What is expected
Using the records below, copy every line that holds the string "ApiClient".

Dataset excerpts
=======

//! Shared event constructors for the client tests
#![allow(dead_code)]

use conjecture_client::{DecisionKind, WorkflowEvent};

pub fn step_start(step: &str, message: &str) -> WorkflowEvent {
    WorkflowEvent::StepStart {
        step: step.to_string(),
        message: Some(message.to_string()),
    }
}

pub fn step_progress(step: &str, message: &str) -> WorkflowEvent {
    WorkflowEvent::StepProgress {
        step: step.to_string(),
        message: Some(message.to_string()),
        progress: None,
    }
}

pub fn step_complete(step: &str, message: Option<&str>, output: Option<&str>) -> WorkflowEvent {
    WorkflowEvent::StepComplete {
        step: step.to_string(),
        message: message.map(str::to_string),
        output: output.map(str::to_string),
    }
}

pub fn phase_transition() -> WorkflowEvent {
    WorkflowEvent::PhaseComplete {
        phase: Some(2),
        summary: None,
        mechanism: None,
        critique: None,
        critic_status: None,
        iteration: None,
    }
}

pub fn decision(kind: DecisionKind, options: &[&str], message: &str) -> WorkflowEvent {
    WorkflowEvent::UserActionRequired {
        action: kind,
        options: options.iter().map(|o| o.to_string()).collect(),
        message: Some(message.to_string()),
    }
}

pub fn pipeline_error(error: &str, step: Option<&str>) -> WorkflowEvent {
    WorkflowEvent::Error {
        error: error.to_string(),
        step: step.map(str::to_string),
    }
}

pub fn completion(final_report: Option<&str>) -> WorkflowEvent {
    WorkflowEvent::Complete {
        final_report: final_report.map(str::to_string),
        quality_score: None,
        quality_category: None,
        quality_assessment: None,
    }
}
//! Client-side monitor for the conjecture research pipeline.
//!
//! The server runs a two-phase paper-analysis pipeline and streams progress
//! as discrete SSE events; this crate turns that stream into a coherent
//! [`session::WorkflowSession`] view and exposes the start/decide/abort
//! actions back to the server.

pub mod api;
pub mod error;
pub mod monitor;
pub mod protocol;
pub mod session;
pub mod stream;

// Re-export for downstream trait impls
pub use async_trait::async_trait;

pub use api::{ApiClient, WorkflowApi};
pub use error::ClientError;
pub use monitor::{EventSink, MonitorMessage, WorkflowMonitor};
pub use protocol::{
    DecisionKind, JobStatus, JobStatusResponse, QualityAssessment, QualityCategory, StartResponse,
    WorkflowEvent,
};
pub use session::{
    Artifacts, PendingDecision, Phase, QualityResult, Step, StepStatus, Terminal, WorkflowSession,
};
pub use stream::{ConnectionStatus, EventTransport, FrameBuffer, SseTransport, StreamConnection};
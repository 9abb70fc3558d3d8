//! Application state and input handling for the monitor TUI
//!
//! All workflow state lives in the library's `WorkflowMonitor`; this layer
//! only adds what the terminal needs: the input buffer, the selected output
//! tab, scroll positions and key bindings.

use chrono::{DateTime, Local};
use crossterm::event::KeyCode;
use tokio::runtime::Handle;
use tracing::info;

use conjecture_client::{ApiClient, ConnectionStatus, SseTransport, WorkflowMonitor};

/// Which artifact pane is showing
#[derive(Debug, Clone, Copy, PartialEq, Eq)]
pub enum OutputTab {
    Summary,
    Critique,
    Mechanism,
    Report,
    Quality,
}

impl OutputTab {
    pub const ALL: [OutputTab; 5] = [
        OutputTab::Summary,
        OutputTab::Critique,
        OutputTab::Mechanism,
        OutputTab::Report,
        OutputTab::Quality,
    ];

    pub fn title(self) -> &'static str {
        match self {
            OutputTab::Summary => "Summary",
            OutputTab::Critique => "Critique",
            OutputTab::Mechanism => "Mechanism",
            OutputTab::Report => "Report",
            OutputTab::Quality => "Quality",
        }
    }

    pub fn next(self) -> Self {
        let idx = Self::ALL.iter().position(|t| *t == self).unwrap_or(0);
        Self::ALL[(idx + 1) % Self::ALL.len()]
    }

    pub fn prev(self) -> Self {
        let idx = Self::ALL.iter().position(|t| *t == self).unwrap_or(0);
        Self::ALL[(idx + Self::ALL.len() - 1) % Self::ALL.len()]
    }
}

pub struct App {
    pub monitor: WorkflowMonitor<ApiClient, SseTransport>,
    /// arXiv id being edited before a run starts
    pub input: String,
    /// arXiv id of the last started job, for the saved-results pointer
    pub started_arxiv_id: Option<String>,
    pub running: bool,
    pub output_tab: OutputTab,
    pub output_scroll: u16,
    pub last_update: Option<DateTime<Local>>,
    pub should_quit: bool,
}

impl App {
    pub fn new(server: &str, handle: Handle, arxiv_id: Option<String>) -> Self {
        let api = ApiClient::new(server);
        let transport = SseTransport::new(handle.clone());
        Self {
            monitor: WorkflowMonitor::new(api, transport, handle),
            input: arxiv_id.unwrap_or_default(),
            started_arxiv_id: None,
            running: false,
            output_tab: OutputTab::Summary,
            output_scroll: 0,
            last_update: None,
            should_quit: false,
        }
    }

    /// Drain background messages into the session; called once per UI tick.
    pub fn tick(&mut self) {
        if self.monitor.poll() {
            self.last_update = Some(Local::now());
        }
        if self.running
            && (self.monitor.session().is_terminal()
                || self.monitor.status() == ConnectionStatus::Disconnected)
        {
            self.running = false;
        }
    }

    pub fn handle_key(&mut self, code: KeyCode) {
        // A pending decision captures the number keys.
        if self.monitor.session().pending_decision.is_some() {
            if let KeyCode::Char(c) = code {
                if let Some(digit) = c.to_digit(10) {
                    self.answer_decision(digit as usize);
                    return;
                }
            }
        }

        match code {
            KeyCode::Esc => self.should_quit = true,
            KeyCode::Tab => {
                self.output_tab = self.output_tab.next();
                self.output_scroll = 0;
            }
            KeyCode::BackTab => {
                self.output_tab = self.output_tab.prev();
                self.output_scroll = 0;
            }
            KeyCode::Up => self.output_scroll = self.output_scroll.saturating_sub(1),
            KeyCode::Down => self.output_scroll = self.output_scroll.saturating_add(1),
            KeyCode::PageUp => self.output_scroll = self.output_scroll.saturating_sub(10),
            KeyCode::PageDown => self.output_scroll = self.output_scroll.saturating_add(10),
            KeyCode::Enter if !self.running => self.start_job(),
            KeyCode::Backspace if !self.running => {
                self.input.pop();
            }
            KeyCode::Char('q') if self.running => self.should_quit = true,
            KeyCode::Char('a') if self.running => {
                info!("aborting monitored job");
                self.monitor.abort();
                self.running = false;
            }
            KeyCode::Char(c) if !self.running && !c.is_control() => self.input.push(c),
            _ => {}
        }
    }

    fn answer_decision(&mut self, number: usize) {
        if number == 0 {
            return;
        }
        let option = self
            .monitor
            .session()
            .pending_decision
            .as_ref()
            .and_then(|d| d.options.get(number - 1))
            .cloned();
        if let Some(option) = option {
            self.monitor.answer(&option);
        }
    }

    fn start_job(&mut self) {
        let arxiv_id = self.input.trim().to_string();
        if arxiv_id.is_empty() {
            return;
        }
        info!(arxiv_id, "starting job from the ui");
        self.output_tab = OutputTab::Summary;
        self.output_scroll = 0;
        self.last_update = None;
        self.started_arxiv_id = Some(arxiv_id.clone());
        self.running = true;
        self.monitor.start(&arxiv_id);
    }
}
//! Failure taxonomy for the monitoring client

use thiserror::Error;

/// Everything that can go wrong on the client side of a monitoring session.
///
/// Pipeline failures reported by the server arrive as `error` events and are
/// folded into the session's terminal state rather than surfacing here.
#[derive(Debug, Error)]
pub enum ClientError {
    /// The start request was rejected or failed before a stream existed.
    #[error("failed to start workflow: {0}")]
    Startup(String),

    /// A stream frame was not a well-formed event. Non-fatal: the frame is
    /// logged and discarded, the stream keeps going.
    #[error("malformed event frame: {0}")]
    MalformedEvent(#[from] serde_json::Error),

    /// Transport-level drop or handshake failure. Fatal to the session; the
    /// client does not reconnect.
    #[error("event stream connection lost: {0}")]
    Connectivity(String),

    /// The decision send failed. Logged only; the optimistic clear of the
    /// pending decision stands.
    #[error("failed to send decision: {0}")]
    DecisionSend(String),

    /// A non-stream API request failed.
    #[error("api request failed: {0}")]
    Api(String),
}
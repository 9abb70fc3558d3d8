//! Wire protocol shared with the pipeline server: request/response bodies
//! and the SSE event vocabulary

use serde::{Deserialize, Serialize};

use crate::error::ClientError;

/// Request body for `POST /api/workflow/start`
#[derive(Debug, Clone, Serialize, Deserialize)]
pub struct StartRequest {
    /// arXiv paper id, e.g. "2301.12345"
    pub arxiv_id: String,
}

/// Response body after starting a workflow job
#[derive(Debug, Clone, Serialize, Deserialize)]
pub struct StartResponse {
    pub job_id: String,
    /// Stream endpoint for this job, usually server-relative
    pub stream_url: String,
}

/// Server-side job status, from `GET /api/workflow/{job_id}/status`
#[derive(Debug, Clone, Copy, PartialEq, Eq, Serialize, Deserialize)]
#[serde(rename_all = "snake_case")]
pub enum JobStatus {
    Pending,
    Running,
    /// Blocked on a human decision
    Waiting,
    Completed,
    Error,
}

impl JobStatus {
    pub fn as_str(self) -> &'static str {
        match self {
            JobStatus::Pending => "pending",
            JobStatus::Running => "running",
            JobStatus::Waiting => "waiting",
            JobStatus::Completed => "completed",
            JobStatus::Error => "error",
        }
    }
}

/// Response body of the status endpoint
#[derive(Debug, Clone, Serialize, Deserialize)]
pub struct JobStatusResponse {
    pub job_id: String,
    pub status: JobStatus,
    #[serde(default)]
    pub current_step: Option<String>,
    #[serde(default)]
    pub phase: Option<u8>,
    #[serde(default)]
    pub iteration: Option<u32>,
    #[serde(default)]
    pub error: Option<String>,
}

/// Request body for `POST /api/workflow/{job_id}/action`
#[derive(Debug, Clone, Serialize, Deserialize)]
pub struct ActionRequest {
    pub action: String,
}

/// Acknowledgment body of the action endpoint
#[derive(Debug, Clone, Serialize, Deserialize)]
pub struct ActionResponse {
    pub status: String,
    #[serde(default)]
    pub message: Option<String>,
}

/// Which human-in-the-loop decision the server is blocked on
#[derive(Debug, Clone, Copy, PartialEq, Eq, Serialize, Deserialize)]
#[serde(rename_all = "snake_case")]
pub enum DecisionKind {
    /// Continue the phase-1 critique/revision loop, or accept the summary
    RefinementDecision,
    /// Proceed into phase 2, or finish after phase 1
    Phase2Decision,
}

/// Quality verdict category assigned by the final judge
#[derive(Debug, Clone, Copy, PartialEq, Eq, Serialize, Deserialize)]
#[serde(rename_all = "lowercase")]
pub enum QualityCategory {
    Excellent,
    Good,
    Acceptable,
    Poor,
}

impl QualityCategory {
    pub fn as_str(self) -> &'static str {
        match self {
            QualityCategory::Excellent => "excellent",
            QualityCategory::Good => "good",
            QualityCategory::Acceptable => "acceptable",
            QualityCategory::Poor => "poor",
        }
    }
}

/// Per-dimension quality sub-scores, each in 0..=10
#[derive(Debug, Clone, PartialEq, Default, Serialize, Deserialize)]
pub struct QualityAssessment {
    #[serde(default)]
    pub clarity_score: Option<f64>,
    #[serde(default)]
    pub feasibility_score: Option<f64>,
    #[serde(default)]
    pub novelty_score: Option<f64>,
    #[serde(default)]
    pub rigor_score: Option<f64>,
    #[serde(default)]
    pub overall_score: Option<f64>,
    #[serde(default)]
    pub justification: Option<String>,
    #[serde(default)]
    pub verdict: Option<String>,
}

/// One frame of the job's event stream.
///
/// The server tags every frame with a `type` field; anything that does not
/// deserialize into one of these seven kinds is a malformed frame and gets
/// discarded without aborting the stream.
#[derive(Debug, Clone, PartialEq, Serialize, Deserialize)]
#[serde(tag = "type", rename_all = "snake_case")]
pub enum WorkflowEvent {
    StepStart {
        step: String,
        #[serde(default)]
        message: Option<String>,
    },
    StepProgress {
        step: String,
        #[serde(default)]
        message: Option<String>,
        /// Optional percentage in 0..=100
        #[serde(default)]
        progress: Option<u8>,
    },
    StepComplete {
        step: String,
        #[serde(default)]
        message: Option<String>,
        /// Artifact text for artifact-producing steps
        #[serde(default)]
        output: Option<String>,
    },
    /// Partial merge of phase-level results; any subset of fields may appear
    PhaseComplete {
        #[serde(default)]
        phase: Option<u8>,
        #[serde(default)]
        summary: Option<String>,
        #[serde(default)]
        mechanism: Option<String>,
        #[serde(default)]
        critique: Option<String>,
        #[serde(default)]
        critic_status: Option<String>,
        #[serde(default)]
        iteration: Option<u32>,
    },
    UserActionRequired {
        action: DecisionKind,
        options: Vec<String>,
        #[serde(default)]
        message: Option<String>,
    },
    Error {
        error: String,
        #[serde(default)]
        step: Option<String>,
    },
    Complete {
        #[serde(default)]
        final_report: Option<String>,
        /// Overall score in 0..=100
        #[serde(default)]
        quality_score: Option<f64>,
        #[serde(default)]
        quality_category: Option<QualityCategory>,
        #[serde(default)]
        quality_assessment: Option<QualityAssessment>,
    },
}

impl WorkflowEvent {
    /// Parse one SSE data payload into an event.
    pub fn parse(data: &str) -> Result<Self, ClientError> {
        Ok(serde_json::from_str(data)?)
    }
}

=======

Response to this task
pub use api::{ApiClient, WorkflowApi};
use conjecture_client::{ApiClient, ConnectionStatus, SseTransport, WorkflowMonitor};
    pub monitor: WorkflowMonitor<ApiClient, SseTransport>,
        let api = ApiClient::new(server);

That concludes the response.